By Roldo Bartimole
Last week I did something I have not done for than two years and hope not to have to do it again.
I went to a Monday afternoon Finance Committee meeting at Cleveland City Council. Members were presented details of a project of a couple of hundred million dollars for the East Bank of the Flats.
The faces of members have changed somewhat but the activities have not changed at all.
It’s still a legislative body lacking in the badly required discrimination when giving away public money.
Moreover, with the city administration boosting a wealthy private developer, the hearing remained as always a dance of fakers on all sides.
After watching the show, my estimation of Mayor Frank Jackson has diminished considerably. The administration’s due diligence on this financially troubling deal leaves much to be desired.
Further, the once refreshing, now characterless Joe Cimperman, in whose ward the project will be, has now diminished to a hack politician going nowhere good.
After the meeting, I approached freshman Council President Martin Sweeney, always graciously solicitous, and said, “You’re worse than George Forbes. You’re a dictator.” Now, I exaggerated a bit.
However, Sweeney ran the three-hour, hurried meeting that essentially gave developers unknown millions of dollars in subsidies with little probing.
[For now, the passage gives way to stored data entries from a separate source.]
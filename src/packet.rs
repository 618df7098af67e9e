//! Fixed-layout frames for a COBS-framed serial link.
//!
//! Frames are `#[repr(C)]` plain-old-data encoded with COBS, `0x00`
//! terminated.

use zerocopy::{AsBytes, FromBytes, FromZeroes};

use crate::error::{FilterError, Result};
use crate::measurement::{Measurement, MeasurementPackage, SensorKind};
use crate::UnscentedKalmanFilter;

const TAG_LASER: u32 = 0;
const TAG_RADAR: u32 = 1;

/// Measurement as sent by the sensor side. Laser frames leave `values[2]` at 0.
#[derive(Debug, Clone, Copy, PartialEq, AsBytes, FromBytes, FromZeroes)]
#[repr(C)]
pub struct MeasurementFrame {
    pub timestamp_us: i64,
    pub sensor: u32,
    pub reserved: u32,
    pub values: [f64; 3],
}

/// Filter output: state and the diagonal of its covariance.
#[derive(Debug, Clone, Copy, PartialEq, AsBytes, FromBytes, FromZeroes)]
#[repr(C)]
pub struct EstimateFrame {
    pub timestamp_us: i64,
    pub state: [f64; 5],
    pub variance: [f64; 5],
}

macro_rules! impl_cobs {
    ($t:ty) => {
        impl $t {
            pub const SIZE: usize = std::mem::size_of::<Self>();
            pub const BUF_SIZE: usize = Self::SIZE + 2;

            // cobsバイト列に変換
            pub fn as_cobs(&self) -> [u8; Self::BUF_SIZE] {
                let mut buf = [0u8; Self::SIZE];
                buf.copy_from_slice(self.as_bytes());
                cobs_rs::stuff(buf, 0)
            }
            // cobsバイト列から復元
            pub fn from_cobs(buf: &[u8; Self::BUF_SIZE]) -> Option<Self> {
                let (raw, _): ([u8; Self::SIZE], _) = cobs_rs::unstuff(*buf, 0);
                Self::read_from(&raw)
            }
            /// Decodes the last complete frame of a `0x00`-terminated chunk.
            pub fn from_stream(chunk: &[u8]) -> Option<Self> {
                let len = chunk.len();
                if len < Self::BUF_SIZE {
                    return None;
                }
                let buf: [u8; Self::BUF_SIZE] = chunk[len - Self::BUF_SIZE..].try_into().ok()?;
                Self::from_cobs(&buf)
            }
        }
    };
}

impl_cobs!(MeasurementFrame);
impl_cobs!(EstimateFrame);

impl From<&MeasurementPackage> for MeasurementFrame {
    fn from(p: &MeasurementPackage) -> Self {
        let (sensor, values) = match p.measurement {
            Measurement::Laser { px, py } => (TAG_LASER, [px, py, 0.0]),
            Measurement::Radar {
                range,
                bearing,
                range_rate,
            } => (TAG_RADAR, [range, bearing, range_rate]),
        };
        Self {
            timestamp_us: p.timestamp_us,
            sensor,
            reserved: 0,
            values,
        }
    }
}

impl TryFrom<MeasurementFrame> for MeasurementPackage {
    type Error = FilterError;

    fn try_from(f: MeasurementFrame) -> Result<Self> {
        let kind = match f.sensor {
            TAG_LASER => SensorKind::Laser,
            TAG_RADAR => SensorKind::Radar,
            tag => {
                return Err(FilterError::InvalidMeasurement(format!(
                    "unknown sensor tag {tag}"
                )))
            }
        };
        MeasurementPackage::from_raw(kind, &f.values[..kind.dim()], f.timestamp_us)
    }
}

impl EstimateFrame {
    /// `None` until the filter has seen its first measurement.
    pub fn from_filter(ukf: &UnscentedKalmanFilter) -> Option<Self> {
        let timestamp_us = ukf.time_us()?;
        let x = ukf.state();
        let p = ukf.covariance();
        Some(Self {
            timestamp_us,
            state: x.into(),
            variance: p.diagonal().into(),
        })
    }
}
The public cost, as you will see below, is immense and mostly unknown.
Sweeney took care to keep colleagues in the dark, releasing a 57-page report to members sometime on Friday, probably after many had left for the weekend. The meeting was scheduled at 1 p. m. Monday.
Sweeney, and his boss, Mayor Frank Jackson, likely figured most - if not all - would not have the time to decipher a 57-page legal document.
They were right.
Allowing no time for consideration is an old leadership trick, docilely accepted by Sweeney’s 20 colleagues. Maybe it will be a lesson learned by some of the new members. They need to review their participation in these decisions.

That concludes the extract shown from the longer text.